Exceptions To Mendel's Laws
The seven traits that Mendel evaluated all assort independently, but not all sets of traits do. Independent assortment is true for the seven traits that Mendel evaluated, and holds generally true for traits (genes) found on non-homologous chromosomes. Any chromosome carries a collection of traits located on a long string of DNA, and the traits are therefore physically linked in a series or sequence. A non-homologous chromosome carries a unique collection of traits on a long string of DNA, that is different from the gene collection of an other non-homologue. Normal nonhomologous chromosomes are not attached to each other during meiosis, and move independently of one another, each carrying their own gene collection. Each chromosome, composed of a long string of DNA, carries a collection of genes, with each gene showing up in a particular form or type. Seven chromosomes reside within a pea gamete, and each of the traits Mendel chose to study lie on a different (non-homologous) chromosome.
Independent assortment is not true for the collection of traits that are located on a homologous chromosome. In eukaryotes, homologues come in pairs, one donated from each parent. Two homologous chromosomes carry the same collection of genes, but each gene can be represented by a different allele on the two homologues (a heterozygous individual). A gamete will receive one of those homologues, but not both. Genes or alleles that travel together on a chromosome do not show independent assortment, because they do not move independently of each other into a gamete.

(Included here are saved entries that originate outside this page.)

//! The per-stage controller.

use super::schema::{input_kinds, validate};
use crate::agents::{AgentAdapter, AgentContext};
use crate::cancellation::CancellationToken;
use crate::core::{ControllerState, ProjectRequest, StageKind, StageResult, StageStatus};
use crate::errors::AgentError;
use crate::events::{names, EventSink};
use crate::observability::StageTimer;
use crate::store::ArtifactStore;
use crate::tools::ToolGateway;
use chrono::Utc;
use serde_json::json;
use std::sync::Arc;
use tracing::{info, warn};
use uuid::Uuid;

/// Session resources every stage controller works against.
#[derive(Clone)]
pub struct StageEnvironment {
    /// The run being driven.
    pub run_id: Uuid,
    /// The originating request.
    pub request: Arc<ProjectRequest>,
    /// The session's artifact store.
    pub store: Arc<ArtifactStore>,
    /// Session-scoped tool gateway, if tools are configured.
    pub tools: Option<ToolGateway>,
    /// The session cancellation signal.
    pub cancel: Arc<CancellationToken>,
    /// The session event sink.
    pub sink: Arc<dyn EventSink>,
}

impl std::fmt::Debug for StageEnvironment {
    fn fmt(&self, f: &mut std::fmt::Formatter<'_>) -> std::fmt::Result {
        f.debug_struct("StageEnvironment")
            .field("run_id", &self.run_id)
            .field("artifacts", &self.store.len())
            .field("tools", &self.tools.is_some())
            .field("cancelled", &self.cancel.is_cancelled())
            .finish_non_exhaustive()
    }
}

/// Drives one stage: builds the agent context, invokes the agent, validates
/// and persists the output.
///
/// Each invocation walks `Pending -> Running -> {Succeeded, FailedRetryable,
/// FailedFatal}`; [`reject`](Self::reject) goes straight from `Pending` to
/// `FailedFatal` for a stage that may not run.
pub struct StageController {
    stage: StageKind,
    agent: Arc<dyn AgentAdapter>,
    state: ControllerState,
    invocations: u32,
}

impl StageController {
    /// Creates a controller for `stage` served by `agent`.
    #[must_use]
    pub fn new(stage: StageKind, agent: Arc<dyn AgentAdapter>) -> Self {
        Self {
            stage,
            agent,
            state: ControllerState::Pending,
            invocations: 0,
        }
    }

    /// The stage this controller owns.
    #[must_use]
    pub fn stage(&self) -> StageKind {
        self.stage
    }

    /// State after the most recent invocation.
    #[must_use]
    pub fn state(&self) -> ControllerState {
        self.state
    }

    /// Number of times the agent was invoked.
    #[must_use]
    pub fn invocations(&self) -> u32 {
        self.invocations
    }

    fn transition(&mut self, next: ControllerState) {
        debug_assert!(
            self.state.can_transition_to(next),
            "illegal transition {} -> {}",
            self.state,
            next
        );
        self.state = next;
    }

    /// Records a stage that may not run, e.g. because its budget is spent.
    pub fn reject(&mut self, iteration: u32, reason: &str) -> StageResult {
        self.state = ControllerState::Pending;
        self.transition(ControllerState::FailedFatal);
        warn!(stage = %self.stage, iteration, reason = %reason, "Stage rejected");
        StageResult::new(
            self.stage,
            iteration,
            StageStatus::Failure,
            self.state,
            Utc::now(),
        )
        .with_diagnostics(reason)
    }

    /// Runs attempt `iteration` of the stage.
    pub async fn run(
        &mut self,
        env: &StageEnvironment,
        iteration: u32,
        diagnostics: Vec<String>,
    ) -> StageResult {
        self.state = ControllerState::Pending;
        let started_at = Utc::now();
        let timer = StageTimer::start(self.stage.to_string());

        let inputs = input_kinds(self.stage)
            .iter()
            .filter_map(|kind| env.store.latest_of_kind(*kind))
            .collect();
        let mut ctx = AgentContext::new(
            env.run_id,
            self.stage,
            iteration,
            Arc::clone(&env.request),
            Arc::clone(&env.cancel),
        )
        .with_inputs(inputs)
        .with_diagnostics(diagnostics);
        if let Some(tools) = &env.tools {
            ctx = ctx.with_tools(tools.clone());
        }

        env.sink
            .emit(
                names::STAGE_STARTED,
                Some(json!({
                    "run_id": env.run_id,
                    "stage": self.stage,
                    "iteration": iteration,
                    "inputs": ctx.inputs.iter().map(|a| a.reference().to_string()).collect::<Vec<_>>(),
                })),
            )
            .await;
        info!(run_id = %env.run_id, stage = %self.stage, iteration, "Stage started");

        self.transition(ControllerState::Running);
        self.invocations += 1;

        let result = match self.agent.invoke(&ctx).await {
            Ok(output) => {
                let result = match validate(self.stage, &output.text) {
                    Ok(valid) => {
                        let refs: Vec<_> = valid
                            .artifacts
                            .iter()
                            .map(|(kind, payload)| env.store.put(self.stage, *kind, payload.clone()))
                            .collect();
                        let result = if let Some(failures) = valid.test_failures() {
                            self.transition(ControllerState::FailedRetryable);
                            StageResult::new(
                                self.stage,
                                iteration,
                                StageStatus::Failure,
                                self.state,
                                started_at,
                            )
                            .with_diagnostics(failures)
                        } else {
                            self.transition(ControllerState::Succeeded);
                            StageResult::new(
                                self.stage,
                                iteration,
                                StageStatus::Success,
                                self.state,
                                started_at,
                            )
                        };
                        result.with_artifacts(refs)
                    }
                    Err(err) => {
                        self.transition(ControllerState::FailedRetryable);
                        StageResult::new(
                            self.stage,
                            iteration,
                            StageStatus::NeedsRevision,
                            self.state,
                            started_at,
                        )
                        .with_diagnostics(err.message)
                    }
                };
                result.with_tool_calls(output.tool_calls)
            }
            Err(err) => self
                .agent_failure(iteration, started_at, &err)
                .with_tool_calls(ctx.take_tool_calls()),
        };

        let elapsed_ms = timer.finish();
        let event = if result.is_success() {
            info!(
                run_id = %env.run_id,
                stage = %self.stage,
                iteration,
                elapsed_ms,
                artifacts = result.produced_artifacts.len(),
                "Stage succeeded"
            );
            names::STAGE_COMPLETED
        } else {
            warn!(
                run_id = %env.run_id,
                stage = %self.stage,
                iteration,
                elapsed_ms,
                state = %self.state,
                diagnostics = %result.diagnostics,
                "Stage failed"
            );
            names::STAGE_FAILED
        };
        env.sink
            .emit(
                event,
                Some(json!({
                    "run_id": env.run_id,
                    "stage": self.stage,
                    "iteration": iteration,
                    "state": self.state,
                    "status": result.status,
                    "artifacts": result.produced_artifacts.iter().map(ToString::to_string).collect::<Vec<_>>(),
                    "tool_calls": result.tool_calls.len(),
                    "elapsed_ms": elapsed_ms,
                })),
            )
            .await;

        result
    }

    fn agent_failure(
        &mut self,
        iteration: u32,
        started_at: chrono::DateTime<Utc>,
        err: &AgentError,
    ) -> StageResult {
        let (state, status) = match err {
            AgentError::Cancelled(_) => (ControllerState::FailedFatal, StageStatus::Cancelled),
            // Retries already exhausted inside the agent; let the workflow revise.
            AgentError::Transient(_) | AgentError::Timeout { .. } => {
                (ControllerState::FailedRetryable, StageStatus::Failure)
            }
            AgentError::Permanent(_) => (ControllerState::FailedFatal, StageStatus::Failure),
        };
        self.transition(state);
        let diagnostics = match err {
            AgentError::Cancelled(reason) => reason.clone(),
            other => other.to_string(),
        };
        StageResult::new(self.stage, iteration, status, self.state, started_at)
            .with_diagnostics(diagnostics)
    }
}

impl std::fmt::Debug for StageController {
    fn fmt(&self, f: &mut std::fmt::Formatter<'_>) -> std::fmt::Result {
        f.debug_struct("StageController")
            .field("stage", &self.stage)
            .field("agent", &self.agent.name())
            .field("state", &self.state)
            .field("invocations", &self.invocations)
            .finish()
    }
}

Punnett and William Bateson (1861-1926), an English biologist, published the first report of gene linkage in peas. A comparison between the ratios at which certain genes were inherited and the expected Mendelian ratios showed that the traits did not assort independently.
Sometimes two traits on non-homologous chromosomes affect each other's phenotypic expression. Purple flowers, for example, occur only with the presence of at least one dominant allele from two different genes. Off-spring of two parents who are heterozygotes for both genes produce flowers that are purple or white at a ratio of nine to seven. The genotypes of the purple offspring are either aaB-or A-bb. (A dash indicates that the individual could have either a dominant or a recessive allele.)
Incomplete dominance occurs when a heterozygote has a unique phenotype. Pink flowers, for example, result when one parent is homozygous white and the other homozygous red. Neither allele hides the other, and their appearance together creates a unique intermediate phenotype.
Alleles are said to be codominant when heterozygotes express both alleles but neither affects the other's character. Individuals who have the allele for blood type A and the allele for blood type B, for example, have the characteristics of both blood types and are referred to as being of blood type AB.
Modern studies of genetic diseases use Mendel's ratios to determine whether or not genes are linked to certain chromosomes. Family histories are converted into pedigrees to help understand inheritance patterns. A disease might skip generations as expected of recessive alleles, or be linked to other traits. Deafness, white hair, and blue eyes are linked in cats, for example. A disease's symptoms might also become more severe with successive generations, as is the case with some dominant alleles.
Mendelian genetics and molecular biology together can elucidate the function of genes that are critical for development and life, in both experimental animals and human beings. Understanding of genetic processes can help to cure diseases.